Il saggio di Ginzburg, fondato sugli atti dei processi inquisitorî contro i benandanti, fu di straordinaria importanza non solo per l’ impulso che diede allo studio della magia e della stregoneria, non solo per il materiale che offrì agli studi storico-antropologici comparativi (inclusa l’ampia panoramica sul sabba e lo sciamanesimo condotta dallo stesso Ginzburg nel controverso Storia notturna del 1989), ma anche come incunabolo della cosiddetta “microstoria”. Il volume, scritto con piglio a tratti quasi romanzesco, meritava dunque senz’altro una ristampa: la postfazione, autobiografica, indaga la genesi e i presupposti culturali di questa ricerca (Delio Cantimori, l’inquisizione, la ricerca sulle classi subalterne, l’ origine ebraica dell’autore) e i suoi esiti più o meno attesi (I Benandanti è oggi anche il nome di un gruppo musicale italo-sloveno, non però “rock” come vuole Ginzburg, bensì –più sensatamente – etno-folk). È però un gran peccato che con la nuova edizione non si sia colta l’ occasione di discutere nel merito una ricostruzione affatto diversa di tutta questa storia, fondata su uno studio più ampio e completo del materiale d’archivio: intendo il libro di Franco Nardon, Benandanti e inquisitori nel Friuli del Seicento (Ed. Univ. Trieste, 1999), che Ginzburg menziona di sfuggita, senza chiarire che esso infirma non poche delle sue tesi.

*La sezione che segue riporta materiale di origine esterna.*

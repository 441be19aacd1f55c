use serde::{Deserialize, Serialize};

/// Central run configuration for the exercise suite.
///
/// Every drill parameter lives here so a JSON config file can reshape a run
/// without touching code. The defaults are the canonical exercise values.
#[derive(Debug, Clone, Serialize, Deserialize)]
#[serde(default)]
pub struct DrillConfig {
    /// Shape of the two constructed grids.
    pub fill_shape: (usize, usize),
    /// Constant written by the fill-with-constant primitive.
    pub fill_value: f32,
    /// Shape of the all-ones source for block extraction.
    pub source_shape: (usize, usize),
    /// Row count of the extracted block.
    pub block_rows: usize,
    /// Column count of the extracted block.
    pub block_cols: usize,
    /// Side length of the traversal cube.
    pub cube_side: usize,
    /// Length of the evenly spaced sequence.
    pub seq_len: usize,
    /// First value of the sequence (inclusive).
    pub seq_start: f64,
    /// Last value of the sequence (inclusive).
    pub seq_stop: f64,
    /// Stride of the overwrite pass.
    pub overwrite_stride: usize,
    /// Value written at each strided position.
    pub overwrite_value: f64,
}

impl Default for DrillConfig {
    fn default() -> Self {
        Self {
            fill_shape: (3, 4),
            fill_value: 1.0,
            source_shape: (6, 6),
            block_rows: 3,
            block_cols: 4,
            cube_side: 4,
            seq_len: 200,
            seq_start: 0.05,
            seq_stop: 10.0,
            overwrite_stride: 15,
            overwrite_value: 15.0,
        }
    }
}
//! gridkata-cli: command-line runner for the array-fundamentals drills.
//!
//! The drill runners live in [`drills`] so integration tests can exercise
//! them directly; `main.rs` only parses arguments and dispatches.
pub mod drills;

LASCIAMO STARE la vexata quaestio delle battaglie notturne, nelle quali Ginzburg volle riconoscere la sopravvivenza di un rito agrario di fertilità atto a proteggere i raccolti, riprendendo la teoria di Margaret Murray sulla genesi della stregoneria, cui oggi credono in pochi; non, per esempio, la fresca e ambiziosa Storia della magia di Chris Gosden (Rizzoli). Il punto decisivo è che Ginzburg sostanzialmente rimuove il contesto dal quale emergono le confessioni dei Benandanti, trascurando che esse erano frutto di processi condotti da inquisitori mossi da propri interessi: è scrutando la mentalità e gli atti del giudice Giulio Missini, per esempio, che si capisce perché nel Seicento le pratiche dei Benandanti vengono assimilate e confuse con il sabba – una trasformazione che Ginzburg attribuisce a un trapasso culturale maturato dai protagonisti, e che invece è indotta da un paio di tenaci inquirenti, che incastrano una Maria Panzona ed estorcono a un Michele Soppe la confessione di sanguinosi infanticidi e di “aver basciato il culo al diavolo”. Così, la presunta scomparsa delle “processioni funebri” e delle battaglie agrarie (elementi che Nardon ritrova ancora nel folklore) non rivela una metamorfosi della setta, ma piuttosto il mutamento di interesse dell’Inquisizione in direzione del maleficio femminile – e ciò interseca il proliferare di accuse di stregoneria contro le donne anche alla luce dell’ allignante morale sessuofobica e misogina del pieno Seicento.

I benandanti furono anzitutto contro-stregoni e guaritori dotati di un preciso ruolo sociale, che si capisce nel quadro delle condizioni del Friuli dell ’epoca: in concorrenza coi medici patavini per i loro rimedi, con gli esorcisti di professione per le loro arti di cura. La loro stessa distribuzione geografica li mostra al crocevia fra tradizioni germaniche, slave e celto-latine: particolarmente ricca la zona tra Cividale, Aquileia, Monfalcone. È, fra l’ altro, la zona di Fiumicello, casa Regeni, dove il viaggiatore odierno – rammentando le innocue e colorite estasi dei benandanti, o i simpatici deliri di Anna la Rossa – potrà condividere le parole di Goya (uno che se ne intendeva): “Non ho paura di streghe, apparizioni, giganti… né di alcun altro essere, a eccezione degli esseri umani”.